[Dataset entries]

----

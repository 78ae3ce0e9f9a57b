#![allow(clippy::unwrap_used, clippy::expect_used)]

mod support;

use clap::Parser;
use favload::cli::{run_cli, Cli, RunStatus};
use support::mock_server::MockFavoriteServer;

async fn run(args: &[&str]) -> RunStatus {
    run_cli(Cli::try_parse_from(args).unwrap()).await.unwrap()
}

#[tokio::test]
async fn test_once_passes_against_healthy_service() {
    let server = MockFavoriteServer::start(200);
    let status = run(&["favload", "once", "--base-url", server.base_url()]).await;
    assert_eq!(status, RunStatus::Passed);
    assert_eq!(server.captured().len(), 1);
}

#[tokio::test]
async fn test_once_fails_on_server_error() {
    let server = MockFavoriteServer::start(500);
    let status = run(&["favload", "once", "--base-url", server.base_url()]).await;
    assert_eq!(status, RunStatus::Failed);
}

#[tokio::test]
async fn test_invalid_payload_command_passes_when_service_rejects_them() {
    let server = MockFavoriteServer::start_validating();
    let status = run(&["favload", "probe", "--base-url", server.base_url()]).await;
    assert_eq!(status, RunStatus::Passed);
    assert_eq!(server.captured().len(), 4);
}

#[tokio::test]
async fn test_invalid_payload_command_fails_when_service_accepts_them() {
    let server = MockFavoriteServer::start(200);
    let status = run(&["favload", "probe", "--base-url", server.base_url()]).await;
    assert_eq!(status, RunStatus::Failed);
    assert_eq!(server.captured().len(), 4);
}

#[tokio::test]
async fn test_invalid_base_url_is_an_error() {
    let cli = Cli::try_parse_from(["favload", "once", "--base-url", "ftp://example.com"]).unwrap();
    assert!(run_cli(cli).await.is_err());
}

#[tokio::test]
async fn test_plan_always_passes() {
    assert_eq!(run(&["favload", "plan", "--format", "json"]).await, RunStatus::Passed);
}
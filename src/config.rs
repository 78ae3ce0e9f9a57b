//! # Load Test Configuration
//!
//! Everything a run needs is resolved once at startup into a [`LoadTestConfig`] and
//! passed down explicitly. Environment variables provide defaults; CLI flags
//! override them.
//!
//! ## Environment Variables
//!
//! ### `BASE_URL`
//!
//! Scheme, host and port of the service under test. Unset or empty falls back to
//! `http://localhost:1323`. The favorite endpoint path is appended to it.
//!
//! ### `FAVLOAD_PROFILE`
//!
//! Scenario to run when `--profile` is not given: `smoke`, `load`, `stress` or
//! `spike`. Default: `stress`.
//!
//! ### `FAVLOAD_THINK_TIME_MS`
//!
//! Pause after each iteration, per virtual user. Default: `100`.
//!
//! ### `FAVLOAD_REQUEST_TIMEOUT_MS`
//!
//! Timeout of the standalone HTTP client used by `favload once` / `favload probe`.
//! Goose applies its own client settings during `favload run`. Default: `30000`.
//!
//! ## Usage
//!
//! ```rust,no_run
//! use favload::config::LoadTestConfig;
//!
//! let config = LoadTestConfig::from_env()?;
//! println!("POST {}", config.endpoint_url());
//! # Ok::<(), favload::error::ConfigError>(())
//! ```

use std::env;
use std::time::Duration;
use url::Url;

use crate::error::ConfigError;
use crate::scenario::Profile;

pub const DEFAULT_BASE_URL: &str = "http://localhost:1323";
pub const FAVORITE_PATH: &str = "/api/v1/favorite";
pub const DEFAULT_THINK_TIME: Duration = Duration::from_millis(100);
pub const DEFAULT_REQUEST_TIMEOUT: Duration = Duration::from_secs(30);

/// Resolved configuration for one run.
#[derive(Debug, Clone, PartialEq, Eq)]
pub struct LoadTestConfig {
    /// Target base URL without the endpoint path
    pub base_url: String,
    /// Active scenario
    pub profile: Profile,
    /// Pause after each iteration
    pub think_time: Duration,
    /// Standalone client timeout
    pub request_timeout: Duration,
}

impl Default for LoadTestConfig {
    fn default() -> Self {
        Self {
            base_url: DEFAULT_BASE_URL.to_string(),
            profile: Profile::default(),
            think_time: DEFAULT_THINK_TIME,
            request_timeout: DEFAULT_REQUEST_TIMEOUT,
        }
    }
}

impl LoadTestConfig {
    /// Load configuration from process environment variables.
    pub fn from_env() -> Result<Self, ConfigError> {
        Self::from_lookup(|key| env::var(key).ok())
    }

    /// Load configuration through an arbitrary variable lookup.
    pub fn from_lookup<F>(lookup: F) -> Result<Self, ConfigError>
    where
        F: Fn(&str) -> Option<String>,
    {
        let base_url = resolve_base_url(lookup("BASE_URL"))?;

        let profile = match lookup("FAVLOAD_PROFILE") {
            Some(raw) if !raw.trim().is_empty() => raw.parse()?,
            _ => Profile::default(),
        };

        let think_time = lookup("FAVLOAD_THINK_TIME_MS")
            .and_then(|s| s.trim().parse().ok())
            .map(Duration::from_millis)
            .unwrap_or(DEFAULT_THINK_TIME);

        let request_timeout = lookup("FAVLOAD_REQUEST_TIMEOUT_MS")
            .and_then(|s| s.trim().parse().ok())
            .filter(|ms: &u64| *ms > 0)
            .map(Duration::from_millis)
            .unwrap_or(DEFAULT_REQUEST_TIMEOUT);

        Ok(Self {
            base_url,
            profile,
            think_time,
            request_timeout,
        })
    }

    /// Replace the base URL, applying the same rules as `BASE_URL`.
    pub fn with_base_url(mut self, raw: &str) -> Result<Self, ConfigError> {
        self.base_url = resolve_base_url(Some(raw.to_string()))?;
        Ok(self)
    }

    pub fn with_profile(mut self, profile: Profile) -> Self {
        self.profile = profile;
        self
    }

    pub fn with_think_time(mut self, think_time: Duration) -> Self {
        self.think_time = think_time;
        self
    }

    /// Full URL of the favorite endpoint.
    pub fn endpoint_url(&self) -> String {
        format!("{}{}", self.base_url.trim_end_matches('/'), FAVORITE_PATH)
    }
}

/// Empty or missing means the default; anything else must be an http(s) URL.
fn resolve_base_url(raw: Option<String>) -> Result<String, ConfigError> {
    let raw = match raw {
        Some(s) if !s.trim().is_empty() => s.trim().to_string(),
        _ => return Ok(DEFAULT_BASE_URL.to_string()),
    };

    let parsed = Url::parse(&raw).map_err(|e| ConfigError::InvalidBaseUrl {
        url: raw.clone(),
        reason: e.to_string(),
    })?;
    match parsed.scheme() {
        "http" | "https" => Ok(raw),
        other => Err(ConfigError::InvalidBaseUrl {
            url: raw.clone(),
            reason: format!("unsupported scheme '{}'", other),
        }),
    }
}
use clap::Parser;
use favload::cli::{run_cli, Cli};
use favload::logging::{init_logging_with_config, LogConfig};
use std::process::ExitCode;

#[tokio::main]
async fn main() -> ExitCode {
    let cli = Cli::parse();

    let log_config = LogConfig::from_env().with_verbosity(cli.verbose);
    let _log_guard = match init_logging_with_config(&log_config) {
        Ok(guard) => guard,
        Err(e) => {
            eprintln!("{e:#}");
            return ExitCode::FAILURE;
        }
    };

    match run_cli(cli).await {
        Ok(status) => status.into(),
        Err(e) => {
            tracing::error!(error = %format!("{e:#}"), "favload failed");
            eprintln!("Error: {e:#}");
            ExitCode::FAILURE
        }
    }
}
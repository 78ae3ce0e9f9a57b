//! # HTTP transports
//!
//! The runner only needs one capability from an HTTP client: POST a JSON body to a
//! URL and report the status code and elapsed time. [`Transport`] is that seam.
//!
//! Two implementations ship with the crate:
//!
//! - [`GooseTransport`] borrows the Goose virtual user driving the iteration, so the
//!   request lands in Goose's request metrics and report.
//! - [`HttpTransport`] wraps a plain `reqwest::Client` for one-shot runs
//!   (`favload once`, `favload probe`) and tests.
//!
//! Neither retries. A request that never produced a response (connection refused,
//! timeout, malformed response) comes back as an [`Exchange`] with status `0` and
//! `transport_error` set, and every check treats it as failed.

use anyhow::Context;
use goose::prelude::{GooseMethod, GooseRequest, GooseUser};
use std::future::Future;
use std::time::{Duration, Instant};
use tracing::warn;

pub const CONTENT_TYPE_JSON: &str = "application/json";

/// Outcome of one POST, as seen by the checks.
#[derive(Debug, Clone, PartialEq, Eq)]
pub struct Exchange {
    /// HTTP status code, `0` when no response arrived
    pub status: u16,
    /// Time from sending the request to receiving the full response
    pub elapsed: Duration,
    /// Client-side failure description, if the request never completed
    pub transport_error: Option<String>,
}

impl Exchange {
    pub fn completed(status: u16, elapsed: Duration) -> Self {
        Self {
            status,
            elapsed,
            transport_error: None,
        }
    }

    pub fn failed(elapsed: Duration, error: impl Into<String>) -> Self {
        Self {
            status: 0,
            elapsed,
            transport_error: Some(error.into()),
        }
    }

    pub fn is_transport_failure(&self) -> bool {
        self.transport_error.is_some()
    }
}

/// POST capability consumed by the iteration runner.
pub trait Transport: Send {
    /// Send `body` to `url` with `Content-Type: application/json`.
    ///
    /// Never fails: client errors are folded into the returned [`Exchange`].
    fn post_json(&mut self, url: &str, body: String) -> impl Future<Output = Exchange> + Send;
}

/// Transport backed by the Goose user running the current transaction.
pub struct GooseTransport<'a> {
    user: &'a mut GooseUser,
}

impl<'a> GooseTransport<'a> {
    pub fn new(user: &'a mut GooseUser) -> Self {
        Self { user }
    }
}

impl Transport for GooseTransport<'_> {
    async fn post_json(&mut self, url: &str, body: String) -> Exchange {
        let request_builder = match self.user.get_request_builder(&GooseMethod::Post, url) {
            Ok(builder) => builder
                .header("Content-Type", CONTENT_TYPE_JSON)
                .body(body),
            Err(e) => return Exchange::failed(Duration::ZERO, e.to_string()),
        };
        let goose_request = GooseRequest::builder()
            .set_request_builder(request_builder)
            .build();

        match self.user.request(goose_request).await {
            Ok(goose) => {
                let elapsed = Duration::from_millis(goose.request.response_time);
                match goose.response {
                    Ok(response) => Exchange::completed(response.status().as_u16(), elapsed),
                    Err(e) => {
                        warn!(url, error = %e, "favorite request failed before a response");
                        Exchange::failed(elapsed, e.to_string())
                    }
                }
            }
            Err(e) => {
                warn!(url, error = %e, "goose rejected favorite request");
                Exchange::failed(Duration::ZERO, e.to_string())
            }
        }
    }
}

/// Standalone transport over a shared `reqwest::Client`.
#[derive(Debug, Clone)]
pub struct HttpTransport {
    client: reqwest::Client,
}

impl HttpTransport {
    /// Build a client with the given per-request timeout.
    pub fn new(timeout: Duration) -> anyhow::Result<Self> {
        let client = reqwest::Client::builder()
            .timeout(timeout)
            .build()
            .context("Failed to build HTTP client")?;
        Ok(Self { client })
    }

    pub fn from_client(client: reqwest::Client) -> Self {
        Self { client }
    }
}

impl Transport for HttpTransport {
    async fn post_json(&mut self, url: &str, body: String) -> Exchange {
        let started = Instant::now();
        let sent = self
            .client
            .post(url)
            .header("Content-Type", CONTENT_TYPE_JSON)
            .body(body)
            .send()
            .await;

        let response = match sent {
            Ok(response) => response,
            Err(e) => {
                warn!(url, error = %e, "favorite request failed before a response");
                return Exchange::failed(started.elapsed(), e.to_string());
            }
        };

        let status = response.status().as_u16();
        // Timing covers the body, not just the headers.
        if let Err(e) = response.bytes().await {
            warn!(url, status, error = %e, "failed reading favorite response body");
            return Exchange::failed(started.elapsed(), e.to_string());
        }
        Exchange::completed(status, started.elapsed())
    }
}

#[cfg(test)]
mod tests {
    use super::*;

    #[test]
    fn test_completed_exchange() {
        let ex = Exchange::completed(200, Duration::from_millis(12));
        assert_eq!(ex.status, 200);
        assert!(!ex.is_transport_failure());
    }

    #[test]
    fn test_failed_exchange_has_zero_status() {
        let ex = Exchange::failed(Duration::from_millis(5), "connection refused");
        assert_eq!(ex.status, 0);
        assert!(ex.is_transport_failure());
        assert_eq!(ex.transport_error.as_deref(), Some("connection refused"));
    }

    #[tokio::test]
    async fn test_http_transport_connection_refused_is_failed_exchange() {
        let addr = {
            let listener = std::net::TcpListener::bind("127.0.0.1:0").unwrap();
            listener.local_addr().unwrap()
        };
        let mut transport = HttpTransport::new(Duration::from_secs(2)).unwrap();
        let ex = transport
            .post_json(&format!("http://{addr}/api/v1/favorite"), "{}".to_string())
            .await;
        assert!(ex.is_transport_failure());
        assert_eq!(ex.status, 0);
    }
}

----

Report how many lines of the records hold the word "reason", and supply no other text.

2